Hors cet «usage social», l'accès au courrier électronique est possible dans quelques cybercafés d'État des grandes villes du pays, pour un coût d'environ 2 dollars l'heure.

Les grands hôtels offrent également un accès internet à leurs clients, généralement étrangers, au prix de 7 dollars de l'heure. Totalement dissuasif dans un pays où le salaire moyen d'un employé est de l'ordre de 27 dollars par mois.

Pourtant, quelques blogueurs et autres dissidents s'efforcent de contourner ces difficultés, en faisant actualiser depuis l'étranger leurs sites.

Les autorités cubaines sont très sensibles aux tentatives de «subversion» orchestrées selon elles depuis les États-Unis via les sites sociaux comme Facebook ou Twitter.

Depuis une semaine, une vidéo de près d'une heure circule sur la toile (vimeo.com/19402730) où un expert cubain non identifié détaille devant un parterre de responsables présumés du ministère de l'Intérieur comment «l'ennemi» américain soutient la «cyberdissidence» contre Cuba.

«Il est en train de se constituer un réseau de mercenaires virtuels qui ne sont pas les contre-révolutionnaires traditionnels», affirme l'expert en citant en exemple la bloggeuse Yoani Sanchez, très critique à l'égard du gouvernement cubain sur son blogue «Generacion Y».

Dans un premier temps, beaucoup de Cubains espèrent que si l'accès reste limité, au moins les prix puissent baisser.

«Puisqu'on passe d'une liaison satellite lente et chère à une liaison par câble, il serait bien que les prix baissent, car tous les Cubains ne peuvent pas se le permettre», expliquait à l'AFP Yenier Garcia, un ouvrier de 36 ans qui faisait la queue lundi devant un cybercafé de La Havane pour envoyer un courriel à un ami en Suisse.

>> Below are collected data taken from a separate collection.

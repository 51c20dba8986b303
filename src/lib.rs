//! # FixedKV
//!
//! A minimal embedded key-value store backed by a single file:
//! - Fixed-size header (version, key count, magic)
//! - Packed, length-prefixed records in ascending key order
//! - Whole-file rewrite on save, no incremental updates
//! - Bulk-loaded reader with an in-memory offset index
//!
//! ## Architecture Overview
//!
//! ```text
//!   FixedKv::open(path)                    Reader::open(path)
//!          │                                      │
//!    ┌─────┴───────┐                              ▼
//!    │             │                     ┌─────────────────┐
//!    ▼             ▼                     │  loaded buffer  │
//! ┌────────┐  ┌───────────┐              │ + offset index  │
//! │ Writer │  │ Inspector │              └────────┬────────┘
//! │(empty) │  │ (existing)│                       │
//! └───┬────┘  └─────┬─────┘                       │
//!     │ MemTable    │ scan + memoize              │
//!     ▼             ▼                             ▼
//! ┌──────────────────────────────────────────────────────────┐
//! │  [Header 96B][KeyLen|ValLen|Key|Value]...   (one file)    │
//! └──────────────────────────────────────────────────────────┘
//! ```

// =============================================================================
// Module Declarations
// =============================================================================

pub mod error;
pub mod config;

pub mod format;
pub mod memtable;
pub mod store;
pub mod reader;

// =============================================================================
// Public API Re-exports
// =============================================================================

pub use error::{FixedKvError, Result};
pub use config::Config;
pub use format::FormatVersion;
pub use reader::Reader;
pub use store::{FixedKv, Inspector, Mode, ReadView, Writer};

// =============================================================================
// Version Info
// =============================================================================

/// Current crate version
pub const VERSION: &str = env!("CARGO_PKG_VERSION");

Mais la bloggeuse Yaoni Sanchez a déjà des doutes : «les fibres de ce câble sont déjà marquées du nom de leur propriétaire et de son idéologie», écrit-elle sur son blogue : «cette connexion sous-marine me paraît plus destinée à nous contrôler qu'à nous relier au reste du monde».

Pourtant, avec ce lien par fibre optique, «il sera plus difficile de nous convaincre que nous ne pouvons pas avoir YouTube, Facebook, Gmail au bout des doigts», souligne la blogueuse en prédisant que «personne n'empêchera que nous employions ce câble pour faire quelque chose de bien différent des projets de ceux qui l'ont acheté».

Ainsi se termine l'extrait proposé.